Antwoord van Minister Beljaarts (Economische Zaken) (ontvangen 19 september 2024).
Vraag 1
Bent u bekend met het bericht «Meta schort AI-plannen in Europa op na druk toezichthouders»?1
Antwoord 1
Ja, ik heb kennisgenomen van dit bericht.
Vraag 2
Hoe lang is bij u al bekend dat Meta werkt aan het plan om foto's en uitingen van
miljoenen eindgebruikers te gebruiken om een eigen AI-model te trainen? Is dit wat
u betreft acceptabel?
Antwoord 2
In mei van dit jaar heeft Meta haar (nieuwe) plannen gepubliceerd om onder meer AI-modellen
te trainen met publieke en niet-publieke gebruikersdata. Sindsdien zijn deze plannen
ook bij het kabinet bekend. Ik begrijp dat u vragen heeft over de plannen van Meta.

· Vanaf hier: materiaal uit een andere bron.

//! Hyperbolic tangent.

use crate::common::consts::ONE;
use crate::ctx::Context;
use crate::defs::Error;
use crate::num::DecNumber;
use crate::ops::GUARD;

impl DecNumber {
    /// Computes the hyperbolic tangent of a number. The result is rounded according to the context.
    ///
    /// ## Errors
    ///
    ///  - ExponentOverflow: the absolute value of the result is too small.
    pub fn tanh(&self, ctx: &Context) -> Result<Self, Error> {
        if self.is_zero() {
            return Ok(Self::new());
        }

        // tanh(x) = x - x^3/3 + ...
        if self.is_first_order(ctx.precision()) {
            return self.round(ctx);
        }

        if self.is_negative() {
            return Ok(self.neg().tanh(ctx)?.neg());
        }

        let wrk = ctx.inc(GUARD);

        if self.cmp(&ONE) < 0 {
            // 1 - e^(-2x) loses leading digits for small x.
            let s = self.sinh(&wrk)?;
            let c = self.cosh(&wrk)?;
            return s.div(&c, ctx);
        }

        // (1 - e^(-2x)) / (1 + e^(-2x))
        let v = self.add_full_prec(self).neg().exp(&wrk)?;
        let n = ONE.sub(&v, &wrk)?;
        let d = ONE.add(&v, &wrk)?;
        n.div(&d, ctx)
    }
}
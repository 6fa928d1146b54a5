//! Factorial.

use crate::common::util::digits_u64;
use crate::ctx::Context;
use crate::defs::Error;
use crate::defs::Sign;
use crate::num::DecNumber;
use crate::ops::GUARD;
use crate::worker::Controller;
use num_bigint::BigUint;
use num_traits::One;

/// Largest argument with the factorial in the exponent range.
const FACTORIAL_MAX: u64 = 268609168;

/// Largest argument with the factorial fitting in `u128`.
const NATIVE_MAX: u64 = 34;

// Partial product: exact while small, rounded decimal after it outgrows the precision.
enum Part {
    Int(BigUint),
    Dec(DecNumber),
}

impl Part {
    fn into_dec(self) -> DecNumber {
        match self {
            Part::Int(i) => DecNumber::from_biguint(i),
            Part::Dec(d) => d,
        }
    }
}

impl DecNumber {
    /// Computes the factorial of the integer part of `self`. The result is rounded according to the context.
    /// Large arguments are computed in steps driven by `ctl`.
    /// Returns `None` if the computation was stopped.
    ///
    /// ## Errors
    ///
    ///  - InvalidArgument: the argument is negative.
    ///  - ExponentOverflow: the integer part of the argument is greater than 268609168.
    pub fn factorial(&self, ctx: &Context, ctl: &Controller) -> Result<Option<Self>, Error> {
        if self.is_negative() {
            return Err(Error::InvalidArgument);
        }

        let n = match self.to_u64() {
            Some(n) if n <= FACTORIAL_MAX => n,
            _ => return Err(Error::ExponentOverflow(Sign::Pos)),
        };

        if n <= NATIVE_MAX {
            let f: u128 = (2..=n as u128).product();
            return Self::from_u128(f).round(ctx).map(Some);
        }

        let bits = 64 - n.leading_zeros() as usize;
        let pieces = 1u64 << bits.saturating_sub(3);

        // each rounded multiplication loses a fraction of the last working digit.
        let wrk = ctx.inc(GUARD + digits_u64(pieces));
        let bit_limit = 1 + (std::f64::consts::LOG2_10 * wrk.precision() as f64) as u64;

        let mut stack: Vec<Part> = Vec::with_capacity(bits);
        let title = format!("{}!", n);

        let ret = ctl.run(
            &title,
            |i| {
                let i = i as u64;
                let start = 2 + i * (n - 1) / pieces;
                let end = 2 + (i + 1) * (n - 1) / pieces;
                stack.push(Part::Int(segment_product(start, end)));

                // binary tree of products in segment order
                let mut mask = 1;
                while i & mask == mask {
                    if let Err(e) = combine_top(&mut stack, bit_limit, &wrk) {
                        return Some(Err(e));
                    }
                    mask = (mask << 1) | 1;
                }

                if i + 1 == pieces {
                    Some(match stack.pop() {
                        Some(p) => p.into_dec().round(ctx),
                        None => Err(Error::InvalidArgument),
                    })
                } else {
                    None
                }
            },
            |i| format!("{}/{}", i, pieces),
        );

        ret.transpose()
    }
}

// Product of the integers in [start, end).
fn segment_product(start: u64, end: u64) -> BigUint {
    let mut ret = BigUint::one();
    let mut acc = 1u64;
    for j in start..end {
        match acc.checked_mul(j) {
            Some(v) => acc = v,
            None => {
                ret *= acc;
                acc = j;
            }
        }
    }
    ret * acc
}

// Replaces the two top entries of the stack with their product.
fn combine_top(stack: &mut Vec<Part>, bit_limit: u64, wrk: &Context) -> Result<(), Error> {
    if let (Some(b), Some(a)) = (stack.pop(), stack.pop()) {
        let p = match (a, b) {
            (Part::Int(a), Part::Int(b)) if a.bits() + b.bits() < bit_limit => Part::Int(a * b),
            (a, b) => Part::Dec(a.into_dec().mul(&b.into_dec(), wrk)?),
        };
        stack.push(p);
    }
    Ok(())
}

Het is echter niet aan het kabinet om te beoordelen of deze acceptabel zijn, maar
in de eerste plaats aan de toezichthouder. In antwoord 3 wordt nader ingegaan op de
relevante wetgeving en eventuele handhavingsmogelijkheden van toezichthouders. Wel
deel ik de zorg dat Meta mogelijk vormen van verwerking van persoonsgegevens hanteert
die niet in overeenstemming zijn met de regels van het gegevensbeschermingsrecht,
waaronder de Algemene Verordening Gegevensbescherming (AVG).
Vraag 3
Is het Meta onder de bestaande privacywetgeving, de Digital Services Act, de Digital
Markets Act en de aanstaande AI Act, toegestaan om foto's – vaak met herkenbare gezichten
in beeld – en uitingen te gebruiken om een AI mee te trainen? Welke gevolgen zijn
er als dit in strijd is met bestaande wetten en / of richtlijnen?
Antwoord 3
Voor een rechtmatige verwerking van persoonsgegevens vereist de AVG dat daarvoor een
grondslag bestaat. In artikel 6, eerste lid, van de AVG zijn zes limitatieve grondslagen
opgesomd. Wanneer een verwerking niet op een van die grondslagen gebaseerd kan worden,
is zij onrechtmatig. Het toezicht op de naleving van de AVG is een taak van de onafhankelijke
toezichthouder, in Nederland de Autoriteit Persoonsgegevens (AP). De AP heeft een
ruim mandaat en uitgebreide bevoegdheden om te onderzoeken of partijen voldoen aan
hun verplichtingen uit de AVG en op grond daarvan de nodige corrigerende en sanctionerende
maatregelen te nemen.
Het toezicht op de verschillende digitale verordeningen die worden benoemd is voor
een deel nog in ontwikkeling, waardoor het te vroeg is om definitieve conclusies te
trekken over de toelaatbaarheid van deze praktijken van Meta in relatie tot haar AI-tools.
Hieronder wordt daarom aangegeven welke bepalingen een rol kunnen spelen bij het bepalen
of het Meta is toegestaan om haar AI-modellen te trainen met genoemde persoonsgegevens.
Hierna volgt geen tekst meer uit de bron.